Manufacturing Equipment and Accessories

Precision Machining Methods for Surgical Instruments

08 September 2017

Source: Williambeke / CC BY-SA 4.0Source: Williambeke / CC BY-SA 4.0

Ultra-hard metals and thin-walled metallic tubular structures present machining challenges to medical device manufacturers. Traditionally, a vast array of manufacturing techniques were used to achieve surgical precision edges, contours and patterns, including lasers, electric discharge machining (EDM), water-jet machining, chemical machining and grinding. Even when compared to other laser machining methods, fiber lasers have gained wide appeal as recent developments have allowed for advanced capabilities that produce superior edge quality.

Advantages of Laser Cutting

Laser machining is a non-contact process that is ideally suited for complex machining operations and intricate shapes. Precision cuts on thin materials less than 0.02 inches can be performed in a single pass and focal points finer than 0.001 inches are used to produce superior edge quality with minimal post-processing required.

Fiber Lasers

Fiber laser cutting technology has evolved to achieve finer focal points and deliver higher power. They are being incorporated into turnkey systems with multi-axis motion capabilities and at a lower cost of ownership when compared to competing technologies like pulsed Nd: YAG (neodymium-doped yttrium aluminum garnet) lasers. They are becoming the method of choice for thin metal precision cutting.

Fiber lasers offer exceptional control over pulse width, power and focus spot size and are being offered with a variety of wavelengths across the electromagnet spectrum. These advanced features are used to perform a number of operations from cutting, drilling, ablating, scribing, micro marking to texturing on a wide range of materials, including polymers, metals, glass and ceramics.

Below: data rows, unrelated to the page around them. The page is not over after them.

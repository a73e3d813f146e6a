use arbitrary::{Arbitrary, Unstructured};
use hyperion::mock::Mock;
use hyperion::param::NodeLimits;
use hyperion::AList;
use std::fmt::{self, Debug, Display, Formatter};

const BASIC_VARIANTS: u8 = 6;

/// A basic command, applicable to any list
#[derive(Clone)]
pub enum BasicCommand<T> {
    Get {
        id: TreeId,
        index: usize,
        expected: Option<T>,
    },
    Insert {
        id: TreeId,
        index: usize,
        item: T,
        ok: bool,
    },
    InsertRange {
        id: TreeId,
        index: usize,
        items: Vec<T>,
        ok: bool,
    },
    RemoveRange {
        id: TreeId,
        start: usize,
        end: usize,
        ok: bool,
    },
    Set {
        id: TreeId,
        index: usize,
        item: T,
        // if the call shouldn't fail, the replaced item
        old: Result<T, ()>,
    },
    CheckContents {
        id: TreeId,
        items: Vec<T>,
    },
}

#[derive(Debug, Copy, Clone, Arbitrary)]
pub struct TreeId(usize);

impl Display for TreeId {
    fn fmt(&self, f: &mut Formatter) -> fmt::Result {
        Display::fmt(&self.0, f)
    }
}

const COW_VARIANTS: u8 = 4;

/// Commands that create new lists, or combine them with others
#[derive(Clone)]
pub enum CowCommand<T> {
    Basic(BasicCommand<T>),
    ShallowClone {
        src_id: TreeId,
        new_id: TreeId,
    },
    DropTree {
        id: TreeId,
    },
    Append {
        id: TreeId,
        other: TreeId,
        prepend: bool,
    },
    CopySection {
        id: TreeId,
        start: usize,
        end: usize,
        // if the call shouldn't fail, the id of the copy
        new_id: Result<TreeId, ()>,
    },
}

/// Sequence of [`BasicCommand`]s or [`CowCommand`]s
pub struct CommandSequence<C> {
    pub limits: NodeLimits,
    pub cmds: Vec<C>,
}

impl<C: Debug> Debug for CommandSequence<C> {
    fn fmt(&self, f: &mut Formatter) -> fmt::Result {
        let init_id = TreeId(0);
        let (leaf, inner) = (self.limits.max_leaf(), self.limits.max_inner());
        f.write_str("#[test]\n")?;
        f.write_str("fn test_case() {\n")?;
        writeln!(
            f,
            "    let mut list_{init_id} = AList::with_limits(NodeLimits::new({leaf}, {inner}));"
        )?;
        for c in &self.cmds {
            c.fmt(f)?;
        }
        f.write_str("}")
    }
}

impl<T: Debug> Debug for BasicCommand<T> {
    #[rustfmt::skip]
    fn fmt(&self, f: &mut Formatter) -> fmt::Result {
        match self {
            Self::Get { id, index, expected: Some(item) } => {
                writeln!(f, "    assert_eq!(list_{id}.get({index}), Some(&{item:?}));")
            }
            Self::Get { id, index, expected: None } => {
                writeln!(f, "    assert_eq!(list_{id}.get({index}), None);")
            }
            Self::Insert { id, index, item, ok: true } => {
                writeln!(f, "    list_{id}.insert({index}, {item:?}).unwrap();")
            }
            Self::Insert { id, index, item, ok: false } => {
                writeln!(f, "    assert!(list_{id}.insert({index}, {item:?}).is_err());")
            }
            Self::InsertRange { id, index, items, ok: true } => {
                writeln!(f, "    list_{id}.insert_range({index}, {items:?}).unwrap();")
            }
            Self::InsertRange { id, index, items, ok: false } => {
                writeln!(f, "    assert!(list_{id}.insert_range({index}, {items:?}).is_err());")
            }
            Self::RemoveRange { id, start, end, ok: true } => {
                writeln!(f, "    list_{id}.remove_range({start}..{end}).unwrap();")
            }
            Self::RemoveRange { id, start, end, ok: false } => {
                writeln!(f, "    assert!(list_{id}.remove_range({start}..{end}).is_err());")
            }
            Self::Set { id, index, item, old: Ok(old) } => {
                writeln!(f, "    assert_eq!(list_{id}.set({index}, {item:?}), Ok({old:?}));")
            }
            Self::Set { id, index, item, old: Err(()) } => {
                writeln!(f, "    assert!(list_{id}.set({index}, {item:?}).is_err());")
            }
            Self::CheckContents { id, items } => {
                writeln!(f, "    assert_eq!(list_{id}.iter().cloned().collect::<Vec<_>>(), {items:?});")
            }
        }
    }
}

impl<T: Debug> Debug for CowCommand<T> {
    #[rustfmt::skip]
    fn fmt(&self, f: &mut Formatter) -> fmt::Result {
        match self {
            Self::Basic(c) => c.fmt(f),
            Self::ShallowClone { src_id, new_id } => {
                writeln!(f, "    let mut list_{new_id} = list_{src_id}.clone();")
            }
            Self::DropTree { id } => writeln!(f, "    drop(list_{id});"),
            Self::Append { id, other, prepend } => {
                let method = match prepend {
                    true => "prepend",
                    false => "append",
                };
                writeln!(f, "    list_{id}.{method}(&list_{other}.clone()).unwrap();")
            }
            Self::CopySection { id, start, end, new_id: Ok(new_id) } => {
                writeln!(f, "    let mut list_{new_id} = list_{id}.copy_section({start}..{end}).unwrap();")
            }
            Self::CopySection { id, start, end, new_id: Err(()) } => {
                writeln!(f, "    assert!(list_{id}.copy_section({start}..{end}).is_err());")
            }
        }
    }
}

impl<C> CommandSequence<C> {
    pub fn map<D, F: FnMut(C) -> D>(self, f: F) -> CommandSequence<D> {
        CommandSequence {
            limits: self.limits,
            cmds: self.cmds.into_iter().map(f).collect(),
        }
    }
}
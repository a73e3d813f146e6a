//! Key-ordered trees
//!
//! A tree built with a [`KeyOrder`] keeps its items sorted by key (the tree itself doesn't enforce
//! this; the sorted collections do, by only inserting at positions found with
//! [`find_by_key`](crate::IndexedTree::find_by_key)). Each inner node caches the highest key of
//! each of its children, so that searches only need to look at a single leaf.

use std::cmp::Ordering;
use std::fmt::{self, Debug, Formatter};
use std::rc::Rc;

use super::cow::auto_clone;
use super::node::{Body, Node};
use super::{Core, Ctx};

/// What [`insert_sorted`](crate::IndexedTree::insert_sorted) does with an item whose key is
/// already in the tree
#[derive(Debug, Copy, Clone, PartialEq, Eq)]
pub enum OnEqual {
    /// Insert after every item with an equal key
    InsertAfter,
    /// Replace the first item with an equal key
    Replace,
}

/// How items are ordered in a key-ordered tree: the key extraction function and the comparison
/// on keys
pub struct KeyOrder<T, K> {
    key_of: fn(&T) -> K,
    compare: Comparer<K>,
}

enum Comparer<K> {
    Ord(fn(&K, &K) -> Ordering),
    Custom(Rc<dyn Fn(&K, &K) -> Ordering>),
}

impl<T, K: Ord> KeyOrder<T, K> {
    /// Orders items by their key's [`Ord`] implementation
    pub fn new(key_of: fn(&T) -> K) -> Self {
        KeyOrder {
            key_of,
            compare: Comparer::Ord(K::cmp),
        }
    }
}

impl<T, K> KeyOrder<T, K> {
    /// Orders items with a custom comparison on keys
    ///
    /// The comparison must be a total order, and must not change while any tree uses it.
    pub fn with_comparer(key_of: fn(&T) -> K, compare: impl Fn(&K, &K) -> Ordering + 'static) -> Self {
        KeyOrder {
            key_of,
            compare: Comparer::Custom(Rc::new(compare)),
        }
    }

    pub fn key_of(&self, item: &T) -> K {
        (self.key_of)(item)
    }

    pub fn compare(&self, a: &K, b: &K) -> Ordering {
        match &self.compare {
            Comparer::Ord(f) => f(a, b),
            Comparer::Custom(f) => f(a, b),
        }
    }

    /// Compares the key of `item` against `key`
    pub(super) fn compare_item(&self, item: &T, key: &K) -> Ordering {
        self.compare(&self.key_of(item), key)
    }
}

impl<T, K> Clone for KeyOrder<T, K> {
    fn clone(&self) -> Self {
        KeyOrder {
            key_of: self.key_of,
            compare: match &self.compare {
                Comparer::Ord(f) => Comparer::Ord(*f),
                Comparer::Custom(f) => Comparer::Custom(Rc::clone(f)),
            },
        }
    }
}

impl<T, K> Debug for KeyOrder<T, K> {
    fn fmt(&self, f: &mut Formatter) -> fmt::Result {
        let kind = match &self.compare {
            Comparer::Ord(_) => "Ord",
            Comparer::Custom(_) => "custom",
        };
        f.debug_struct("KeyOrder").field("compare", &kind).finish_non_exhaustive()
    }
}

/// Finds the position of `key` in the subtree rooted at `root`
///
/// With `upper == false`, returns the index of the first item whose key is `>= key`; otherwise
/// the index of the first item whose key is `> key`. Either way, the boolean is whether an item
/// with a key equal to `key` exists.
pub(super) fn find_by_key<T, K>(
    root: &Node<T, K>,
    key: &K,
    upper: bool,
    order: &KeyOrder<T, K>,
) -> (u32, bool) {
    // Whether the item immediately before the current subtree has a key equal to `key`. Only
    // needed for upper-bound searches that land at the start of a leaf.
    let mut left_neighbor_eq = false;
    let mut node = root;
    let mut base = 0;

    loop {
        match &node.body {
            Body::Inner(inner) => {
                if inner.entries.is_empty() {
                    return (base, false);
                }

                let c = inner.binary_search_by_key(key, upper, order);
                if c > 0 {
                    left_neighbor_eq = inner.entries[c - 1]
                        .key
                        .as_ref()
                        .map(|k| order.compare(k, key) == Ordering::Equal)
                        .unwrap_or(false);
                }
                base += inner.entries[c].base;
                node = &inner.entries[c].node;
            }
            Body::Leaf(leaf) => {
                let items = &leaf.items;
                return match upper {
                    false => {
                        let p = items.partition_point(|x| order.compare_item(x, key).is_lt());
                        let found = items
                            .get(p)
                            .map(|x| order.compare_item(x, key).is_eq())
                            .unwrap_or(false);
                        (base + p as u32, found)
                    }
                    true => {
                        let p = items.partition_point(|x| order.compare_item(x, key).is_le());
                        let found = match p {
                            0 => left_neighbor_eq,
                            p => order.compare_item(&items[p - 1], key).is_eq(),
                        };
                        (base + p as u32, found)
                    }
                };
            }
            Body::Sparse(_) => {
                weak_unreachable!("sparse trees have no key order");
                return (base, false);
            }
        }
    }
}

impl<T: Clone, K: Clone> Core<T, K> {
    /// Inserts `item` at its sorted position in a single descent, returning its index and the item
    /// it replaced, if any
    pub(super) fn insert_sorted(&mut self, item: T, on_equal: OnEqual, ctx: &mut Ctx<T, K>) -> (u32, Option<T>) {
        let root = self.root_mut(ctx);
        let (result, split) = root.insert_sorted(item, on_equal, ctx);
        if let Some(right) = split {
            self.grow(right, ctx);
        }
        if result.1.is_none() {
            self.count += 1;
        }
        result
    }
}

impl<T: Clone, K: Clone> Node<T, K> {
    /// Routes `item` by key down to its leaf, returning its index relative to this node, the item
    /// it replaced, and the split-off right half of this node if it overflowed
    fn insert_sorted(&mut self, item: T, on_equal: OnEqual, ctx: &mut Ctx<T, K>) -> ((u32, Option<T>), Option<Self>) {
        let Some(order) = ctx.order else {
            weak_unreachable!("sorted insertion without a key order");
            return ((0, None), None);
        };
        let key = order.key_of(&item);
        let upper = on_equal == OnEqual::InsertAfter;
        let (id, max, max_size) = (self.id(), self.max_size(), self.max_size);

        match &mut self.body {
            Body::Leaf(leaf) => {
                let p = match upper {
                    true => leaf.items.partition_point(|x| order.compare_item(x, &key).is_le()),
                    false => leaf.items.partition_point(|x| order.compare_item(x, &key).is_lt()),
                };
                let equal = !upper
                    && leaf
                        .items
                        .get(p)
                        .map(|x| order.compare_item(x, &key).is_eq())
                        .unwrap_or(false);
                if equal {
                    let old = leaf.set(id, p as u32, item, ctx);
                    return ((p as u32, Some(old)), None);
                }
                let split = leaf.insert(id, max, p as u32, item, ctx);
                ((p as u32, None), split.map(|l| Node::new(Body::Leaf(l), max_size)))
            }
            Body::Inner(inner) => {
                if inner.entries.is_empty() {
                    weak_unreachable!("empty inner node");
                    return ((0, None), None);
                }

                let mut c = inner.binary_search_by_key(&key, upper, order);
                if inner.entries[c].node.is_full() && inner.try_shift_to_siblings(id, c, ctx) {
                    c = inner.binary_search_by_key(&key, upper, order);
                }

                let base = inner.entries[c].base;
                let child = auto_clone(&mut inner.entries[c].node, Some(id), ctx);
                let ((i, old), split) = child.insert_sorted(item, on_equal, ctx);
                if old.is_none() {
                    inner.add_to_bases_after(c, 1);
                }
                inner.refresh_key(c, ctx);
                if let Some(right) = split {
                    inner.handle_child_split(id, c, right, ctx);
                }

                let split = inner
                    .split_if_overfull(id, max, ctx)
                    .map(|n| Node::new(Body::Inner(n), max_size));
                ((base + i, old), split)
            }
            Body::Sparse(_) => {
                weak_unreachable!("sparse trees have no key order");
                ((0, None), None)
            }
        }
    }
}
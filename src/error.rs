//! Error types returned by the tree and its observers

use thiserror::Error;

/// Errors produced by the mutating (and some reading) operations on an [`IndexedTree`]
///
/// None of these are retried internally. Every error is reported *before* the tree changes, with
/// the exception of the ones documented on [`IndexedTree::force_clear`] and
/// [`IndexedTree::insert_range`] (which only fails up-front).
///
/// [`IndexedTree`]: crate::IndexedTree
/// [`IndexedTree::force_clear`]: crate::IndexedTree::force_clear
/// [`IndexedTree::insert_range`]: crate::IndexedTree::insert_range
#[derive(Debug, Clone, PartialEq, Eq, Error)]
pub enum TreeError {
    /// The index was outside the valid range for the operation: `[0, len]` for insertions,
    /// `[0, len)` for everything else
    #[error("index {index} out of bounds for length {len}")]
    IndexOutOfBounds { index: u64, len: u32 },

    /// The tree was frozen with [`freeze`](crate::IndexedTree::freeze) and cannot be modified
    #[error("tree is frozen and cannot be modified")]
    Frozen,

    /// Another operation was already in progress, or the tree was structurally changed while a
    /// [`Cursor`](crate::Cursor) was observing it
    #[error("tree was modified concurrently")]
    ConcurrentModification,

    /// The element count would no longer fit in a `u32`
    #[error("tree would exceed the maximum of {} elements", u32::MAX)]
    CapacityOverflow,

    /// A pre-change listener refused the change
    #[error("change was vetoed: {0}")]
    Vetoed(Veto),

    /// An observer's checkpoint failed at the end of an otherwise successful operation
    #[error("observer checkpoint failed: {0}")]
    Observer(#[from] ObserverError),

    /// Node limits below the supported minimum
    #[error("invalid node limits (leaf {max_leaf}, inner {max_inner}); both must be at least 3")]
    InvalidLimits { max_leaf: u16, max_inner: u16 },

    /// A key-ordered operation was requested on a tree that has no key order
    #[error("tree has no key order")]
    NotSorted,

    /// An operation on empty space was requested on a tree with dense leaves
    #[error("tree does not support empty space")]
    NotSparse,
}

/// The reason given by a pre-change listener for refusing a change
#[derive(Debug, Clone, PartialEq, Eq, Error)]
#[error("{reason}")]
pub struct Veto {
    pub reason: String,
}

impl Veto {
    pub fn new(reason: impl Into<String>) -> Self {
        Veto {
            reason: reason.into(),
        }
    }
}

/// Failure reported by a [`TreeObserver`](crate::TreeObserver)
#[derive(Debug, Clone, PartialEq, Eq, Error)]
pub enum ObserverError {
    /// Generic failure with a message from the observer
    #[error("{0}")]
    Failed(String),
    /// The observer is already attached to another tree
    #[error("observer is already attached to a tree")]
    AlreadyAttached,
    /// The observer was already borrowed when the tree tried to notify it
    #[error("observer was borrowed during notification")]
    Reentrant,
}

impl ObserverError {
    pub fn failed(msg: impl Into<String>) -> Self {
        ObserverError::Failed(msg.into())
    }
}

/// Result type used by every [`TreeObserver`](crate::TreeObserver) method
pub type ObserverResult = Result<(), ObserverError>;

Medical device manufacturers are benefitting from a lower cost of ownership when compared to other laser machining equipment. The efficiency of the laser and lower maintenance costs are accompanied by greater cutting speeds that all work to lower the overhead.

Laser-material interactions outside the cutting zone are also minimized as higher repetition rates with femtosecond pulsed fiber laser almost eliminate thermal absorption. These next-generation lasers deliver high peak laser intensity that extends the machining capabilities while the lower photon energy, due to ultrashort laser pulses and higher repetition rates, allows for higher detail.

Fusion Cutting

Endoscopic, arthroscopic and other surgical instrument applications are benefitting from gas assisted operations, known as fusion cutting. In these applications, the laser cutting zone is assisted by a coaxial gas flow, typically oxygen (O2), which further increases the cutting speed and edge quality.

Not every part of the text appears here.